We’d been trying the whole afternoon, stuffing small mothballs of brown waxy NN-DMT into a makeshift pipe made of coiled wire and a broken vase. Even at R200 a hit, which would only last 10-20 minutes, we were relieved that we’d bought a lot. The smoke was foul. It tasted like the copper wire in the pipe was melting down our throats, burning our lips, irreparably damaging us….On the third try though, I got it right.
The third toke pushed itself deep down into what had once been my lungs, for I was no longer a creature with lungs, or indeed one capable of breathing. My body expanded, or dissipated, or unfolded into some totally different space with totally different properties, yet there I was, on the floor, head on a pillow. Maybe it was my mind that was unfolding. The first few seconds were sheer blinding intensity. I did not know whether my eyes were open or closed, so intense and impossible were the pulsating mandala visuals and the sensation of pure, pure speed. I tore through space and time, into a timeless knowledge, a vast, horrifying understanding. I saw myself, an arbitrary ego-bound cluster of social conditioning and reactionary over-generalised programming. Little more than an automated process. Yet here, outside of linear time, I could see something else. The space around me and inside me had been recontextualised – there was an aesthetic grid placed over mine, and it was not from this world. This strange futuristic mayan/egyptian theme had infiltrated my reality and I could almost grasp how it was related to the mystery I was experiencing. Indeed, there was a strange familiarity to the whole thing, as if I knew this space absolutely, and was trying to remember….Millennia passed.

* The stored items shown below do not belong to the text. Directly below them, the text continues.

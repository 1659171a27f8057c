//! Sourcepath-backed unit lookup

use std::path::{Path, PathBuf};
use std::sync::Arc;
use strata_core::lookup::{ProviderError, UnitProvider};
use strata_core::SourceUnit;
use strata_vfs::{VfsError, VirtualFileSystem};

/// Source file extension of ordinary units
pub const SOURCE_EXTENSION: &str = "strata";

/// Finds `a.b.C` as `<root>/a/b/C.strata` under the first root that has it
pub struct SourcepathProvider {
    vfs: Arc<dyn VirtualFileSystem>,
    roots: Vec<PathBuf>,
}

impl SourcepathProvider {
    pub fn new(vfs: Arc<dyn VirtualFileSystem>, roots: Vec<PathBuf>) -> Self {
        Self { vfs, roots }
    }

    pub fn roots(&self) -> &[PathBuf] {
        &self.roots
    }
}

impl UnitProvider for SourcepathProvider {
    fn find_unit(&mut self, qualified_name: &str) -> Result<Option<SourceUnit>, ProviderError> {
        let relative = format!("{}.{SOURCE_EXTENSION}", qualified_name.replace('.', "/"));

        for root in &self.roots {
            let path = root.join(&relative);
            if !self.vfs.is_file(&path) {
                continue;
            }
            let content = self.vfs.read_to_string(&path).map_err(|err| provider_error(&path, err))?;
            return Ok(Some(SourceUnit::new(unit_name(&path), content)));
        }
        Ok(None)
    }
}

fn provider_error(path: &Path, err: VfsError) -> ProviderError {
    let path = unit_name(path);
    match err {
        VfsError::InvalidUtf8 { .. } => ProviderError::InvalidUtf8 { path },
        other => ProviderError::Io {
            path,
            message: other.to_string(),
        },
    }
}

/// Unit name of a file: its path with `/` separators
pub fn unit_name(path: &Path) -> String {
    path.to_string_lossy().replace('\\', "/")
}
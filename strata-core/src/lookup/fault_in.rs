//! On-demand completion of type bindings
//!
//! Bindings start as skeletons. Their supertypes and members are resolved the
//! first time something needs them, which may be a different unit than the
//! one declaring the type. Problems found on the way wait on the binding until
//! the declaring unit collects them.

use super::binding::{FaultState, FieldBinding, MethodBinding, TypeBinding};
use super::environment::LookupEnvironment;
use super::error::EnvironmentError;
use crate::compiler::ast::{ModuleDecl, Ty, TypeRef};
use crate::compiler::result::{Category, CompilationResult, Diagnostic};
use crate::compiler::tree::{DeclarationTree, TreeState, UnitScope};
use std::collections::HashSet;
use strata_config::Phase;
use strata_log::debug;

impl LookupEnvironment {
    /// Complete `qualified` and every type above it
    pub fn fault_in_closure(&mut self, qualified: &str) -> Result<(), EnvironmentError> {
        let mut pending = vec![qualified.to_string()];
        let mut seen = HashSet::new();

        while let Some(next) = pending.pop() {
            if !seen.insert(next.clone()) {
                continue;
            }
            self.fault_in_supertypes(&next)?;
            self.fault_in_members(&next)?;
            if let Some(binding) = self.types.get(&next) {
                pending.extend(binding.supertypes().cloned());
            }
        }
        Ok(())
    }

    /// Problems recorded against `qualified` since the last call
    pub fn take_problems(&mut self, qualified: &str) -> Vec<Diagnostic> {
        self.types
            .get_mut(qualified)
            .map(|b| std::mem::take(&mut b.problems))
            .unwrap_or_default()
    }

    fn fault_in_supertypes(&mut self, qualified: &str) -> Result<(), EnvironmentError> {
        let Some(binding) = self.types.get_mut(qualified) else {
            return Ok(());
        };
        if binding.hierarchy != FaultState::Pending {
            return Ok(());
        }
        binding.hierarchy = FaultState::InProgress;
        let decl = binding.decl.clone();
        let scope = binding.scope.clone();
        let this = binding.simple_name().to_string();

        let mut problems = Vec::new();
        let mut superclass = None;
        let mut interfaces: Vec<String> = Vec::new();

        if let Some(written) = &decl.superclass {
            if let Some(found) = self.resolve_supertype(&scope, written, &mut problems)? {
                if self.types.get(&found).is_some_and(TypeBinding::is_class) {
                    superclass = Some(found);
                } else {
                    problems.push(Diagnostic::error(
                        Category::Binding,
                        format!(
                            "The type {} cannot be the superclass of {this}; a superclass must be a class",
                            written.name
                        ),
                        written.coordinate,
                    ));
                }
            }
        }

        for written in &decl.interfaces {
            let Some(found) = self.resolve_supertype(&scope, written, &mut problems)? else {
                continue;
            };
            if !self.types.get(&found).is_some_and(TypeBinding::is_interface) {
                problems.push(Diagnostic::error(
                    Category::Binding,
                    format!(
                        "The type {} cannot be a superinterface of {this}; a superinterface must be an interface",
                        written.name
                    ),
                    written.coordinate,
                ));
            } else if interfaces.contains(&found) {
                problems.push(Diagnostic::error(
                    Category::Binding,
                    format!("Duplicate interface {} for the type {this}", written.name),
                    written.coordinate,
                ));
            } else {
                interfaces.push(found);
            }
        }

        if let Some(binding) = self.types.get_mut(qualified) {
            binding.superclass = superclass;
            binding.interfaces = interfaces;
            binding.hierarchy = FaultState::Done;
            binding.problems.extend(problems);
        }

        if self.inherits_from_itself(qualified)? {
            debug!(
                self.logger,
                target: Phase::FaultIn.target(),
                "cycle through {}; supertypes dropped",
                qualified
            );
            if let Some(binding) = self.types.get_mut(qualified) {
                binding.superclass = None;
                binding.interfaces.clear();
                binding.problems.push(Diagnostic::error(
                    Category::Binding,
                    format!("The hierarchy of the type {this} is inconsistent"),
                    decl.coordinate,
                ));
            }
        }
        Ok(())
    }

    fn resolve_supertype(
        &mut self,
        scope: &UnitScope,
        written: &TypeRef,
        problems: &mut Vec<Diagnostic>,
    ) -> Result<Option<String>, EnvironmentError> {
        if written.primitive().is_some() {
            problems.push(Diagnostic::error(
                Category::Binding,
                format!("The primitive type {} cannot be a supertype", written.name),
                written.coordinate,
            ));
            return Ok(None);
        }

        let Some(found) = self.resolve_type_name(scope, &written.name)? else {
            problems.push(Diagnostic::error(
                Category::Binding,
                format!("{} cannot be resolved to a type", written.name),
                written.coordinate,
            ));
            return Ok(None);
        };

        if let Some(problem) = self.access_problem(scope, &found, written.coordinate, Category::Binding) {
            problems.push(problem);
            return Ok(None);
        }
        Ok(Some(found))
    }

    fn inherits_from_itself(&mut self, start: &str) -> Result<bool, EnvironmentError> {
        let mut stack: Vec<String> = match self.types.get(start) {
            Some(binding) => binding.supertypes().cloned().collect(),
            None => return Ok(false),
        };
        let mut seen = HashSet::new();

        while let Some(next) = stack.pop() {
            if next == start {
                return Ok(true);
            }
            if !seen.insert(next.clone()) {
                continue;
            }
            self.fault_in_supertypes(&next)?;
            if let Some(binding) = self.types.get(&next) {
                stack.extend(binding.supertypes().cloned());
            }
        }
        Ok(false)
    }

    fn fault_in_members(&mut self, qualified: &str) -> Result<(), EnvironmentError> {
        let Some(binding) = self.types.get_mut(qualified) else {
            return Ok(());
        };
        if binding.members != FaultState::Pending {
            return Ok(());
        }
        binding.members = FaultState::InProgress;
        let decl = binding.decl.clone();
        let scope = binding.scope.clone();
        let this = binding.simple_name().to_string();

        let mut problems: Vec<Diagnostic> = Vec::new();
        let mut fields: Vec<FieldBinding> = Vec::new();
        let mut methods: Vec<MethodBinding> = Vec::new();

        for field in &decl.fields {
            let mut ty = self.resolve_type_ref(&scope, &field.ty, Category::Binding, &mut problems)?;
            if ty == Ty::Void {
                problems.push(Diagnostic::error(
                    Category::Binding,
                    format!("void is an invalid type for the field {}", field.name),
                    field.ty.coordinate,
                ));
                ty = Ty::Unknown;
            }
            if fields.iter().any(|f| f.name == field.name) {
                problems.push(Diagnostic::error(
                    Category::Binding,
                    format!("Duplicate field {this}.{}", field.name),
                    field.coordinate,
                ));
                continue;
            }
            fields.push(FieldBinding {
                name: field.name.clone(),
                ty,
                declaring_type: qualified.to_string(),
            });
        }

        for method in &decl.methods {
            let return_type =
                self.resolve_type_ref(&scope, &method.return_type, Category::Binding, &mut problems)?;

            let mut params = Vec::with_capacity(method.params.len());
            let mut names: Vec<&str> = Vec::new();
            for param in &method.params {
                let mut ty = self.resolve_type_ref(&scope, &param.ty, Category::Binding, &mut problems)?;
                if ty == Ty::Void {
                    problems.push(Diagnostic::error(
                        Category::Binding,
                        format!("void is an invalid type for the parameter {}", param.name),
                        param.ty.coordinate,
                    ));
                    ty = Ty::Unknown;
                }
                if names.contains(&param.name.as_str()) {
                    problems.push(Diagnostic::error(
                        Category::Binding,
                        format!("Duplicate parameter {}", param.name),
                        param.coordinate,
                    ));
                }
                names.push(&param.name);
                params.push(ty);
            }

            let binding = MethodBinding {
                name: method.name.clone(),
                params,
                return_type,
                is_abstract: method.is_abstract,
                declaring_type: qualified.to_string(),
                coordinate: method.coordinate,
            };
            if methods.iter().any(|m| m.same_parameters(&binding)) {
                problems.push(Diagnostic::error(
                    Category::Binding,
                    format!("Duplicate method {binding} in type {this}"),
                    method.coordinate,
                ));
            }
            methods.push(binding);
        }

        if let Some(binding) = self.types.get_mut(qualified) {
            binding.fields = fields;
            binding.methods = methods;
            binding.members = FaultState::Done;
            binding.problems.extend(problems);
        }
        Ok(())
    }
}
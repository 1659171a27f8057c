//! CLI logging initialization
//!
//! Built on `tracing-subscriber` with per-phase control through a `Targets` filter.

use crate::config::LogConfig;
use std::io;
use strata_api::DRIVER_TARGET;
use strata_config::Phase;
use tracing_subscriber::{filter::Targets, fmt, layer::SubscriberExt, util::SubscriberInitExt, Layer};

/// Log output format
#[derive(Clone, Copy, Debug, PartialEq, Eq, clap::ValueEnum)]
pub enum LogFormat {
    /// Colored, multi-line (development)
    Pretty,
    /// One line per event
    Compact,
    /// JSON (tool integration)
    Json,
}

/// Filter selecting each phase's target at its configured level
pub fn targets(log_config: &LogConfig) -> Targets {
    Phase::ALL
        .into_iter()
        .fold(Targets::new().with_default(log_config.global), |targets, phase| {
            targets.with_target(phase.target(), log_config.level_for(phase))
        })
        .with_target(DRIVER_TARGET, log_config.global)
        .with_target("strata::cli", log_config.global)
}

/// Install the global subscriber; logs go to stderr so diagnostics own stdout
pub fn init(log_config: &LogConfig, format: LogFormat) {
    let layer = create_format_layer(format, io::stderr).with_filter(targets(log_config));
    // A subscriber installed earlier (tests) keeps precedence.
    let _ = tracing_subscriber::registry().with(layer).try_init();
}

/// Create formatter layer based on format
fn create_format_layer<W, F>(format: LogFormat, make_writer: F) -> impl Layer<tracing_subscriber::Registry>
where
    W: io::Write + Send + Sync + 'static,
    F: Fn() -> W + Send + Sync + 'static,
{
    match format {
        LogFormat::Pretty => fmt::layer()
            .pretty()
            .with_target(true)
            .with_timer(fmt::time::time())
            .with_writer(make_writer)
            .boxed(),
        LogFormat::Compact => fmt::layer()
            .compact()
            .with_target(false)
            .without_time()
            .with_writer(make_writer)
            .boxed(),
        LogFormat::Json => fmt::layer()
            .json()
            .with_target(true)
            .with_timer(fmt::time::time())
            .with_writer(make_writer)
            .boxed(),
    }
}
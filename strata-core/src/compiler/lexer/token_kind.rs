//! Strata token kinds

#[derive(Debug, Clone, Copy, PartialEq, Eq, Hash)]
pub enum TokenKind {
    // Keywords
    Package,
    Import,
    Class,
    Interface,
    Abstract,
    Extends,
    Implements,
    Int,
    Boolean,
    Void,
    If,
    Else,
    While,
    Return,
    True,
    False,
    Null,
    This,
    New,

    // Literals and names
    LiteralInteger,
    Identifier,

    // Two-character symbols
    DoubleEqual,
    ExclamationEqual,
    LessThanEqual,
    GreaterThanEqual,
    DoubleAmpersand,
    DoublePipe,

    // Single-character symbols
    LeftCurly,
    RightCurly,
    LeftParen,
    RightParen,
    Semicolon,
    Comma,
    Dot,
    Equal,
    Exclamation,
    LessThan,
    GreaterThan,
    Plus,
    Minus,
    Asterisk,
    Slash,

    /// A character the language does not use
    Invalid,
    Eof,
}

impl TokenKind {
    pub fn keyword(word: &str) -> Option<TokenKind> {
        let kind = match word {
            "package" => TokenKind::Package,
            "import" => TokenKind::Import,
            "class" => TokenKind::Class,
            "interface" => TokenKind::Interface,
            "abstract" => TokenKind::Abstract,
            "extends" => TokenKind::Extends,
            "implements" => TokenKind::Implements,
            "int" => TokenKind::Int,
            "boolean" => TokenKind::Boolean,
            "void" => TokenKind::Void,
            "if" => TokenKind::If,
            "else" => TokenKind::Else,
            "while" => TokenKind::While,
            "return" => TokenKind::Return,
            "true" => TokenKind::True,
            "false" => TokenKind::False,
            "null" => TokenKind::Null,
            "this" => TokenKind::This,
            "new" => TokenKind::New,
            _ => return None,
        };
        Some(kind)
    }

    /// Human-readable form used in syntax error messages
    pub fn describe(&self) -> &'static str {
        match self {
            TokenKind::Package => "package",
            TokenKind::Import => "import",
            TokenKind::Class => "class",
            TokenKind::Interface => "interface",
            TokenKind::Abstract => "abstract",
            TokenKind::Extends => "extends",
            TokenKind::Implements => "implements",
            TokenKind::Int => "int",
            TokenKind::Boolean => "boolean",
            TokenKind::Void => "void",
            TokenKind::If => "if",
            TokenKind::Else => "else",
            TokenKind::While => "while",
            TokenKind::Return => "return",
            TokenKind::True => "true",
            TokenKind::False => "false",
            TokenKind::Null => "null",
            TokenKind::This => "this",
            TokenKind::New => "new",
            TokenKind::LiteralInteger => "integer literal",
            TokenKind::Identifier => "identifier",
            TokenKind::DoubleEqual => "==",
            TokenKind::ExclamationEqual => "!=",
            TokenKind::LessThanEqual => "<=",
            TokenKind::GreaterThanEqual => ">=",
            TokenKind::DoubleAmpersand => "&&",
            TokenKind::DoublePipe => "||",
            TokenKind::LeftCurly => "{",
            TokenKind::RightCurly => "}",
            TokenKind::LeftParen => "(",
            TokenKind::RightParen => ")",
            TokenKind::Semicolon => ";",
            TokenKind::Comma => ",",
            TokenKind::Dot => ".",
            TokenKind::Equal => "=",
            TokenKind::Exclamation => "!",
            TokenKind::LessThan => "<",
            TokenKind::GreaterThan => ">",
            TokenKind::Plus => "+",
            TokenKind::Minus => "-",
            TokenKind::Asterisk => "*",
            TokenKind::Slash => "/",
            TokenKind::Invalid => "invalid character",
            TokenKind::Eof => "end of file",
        }
    }

    /// Tokens that can start a type in a declaration
    pub fn starts_type(&self) -> bool {
        matches!(
            self,
            TokenKind::Int | TokenKind::Boolean | TokenKind::Void | TokenKind::Identifier
        )
    }
}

I sat up. My sitter and his friend seemed alien and archetypal – they had been placed into the contextual grid I was experiencing too. Perhaps it was the music I was listening to – The Black Dog’s ‘Spanners’ album….This definitely wasn’t like acid. Nothing could have prepared me.
“How long has it been?” my scared tiny voice asked my sitter, hoping to itself that the experience was over.
“You only just put your head down 10 seconds ago”, another tiny oscillating voice offered back.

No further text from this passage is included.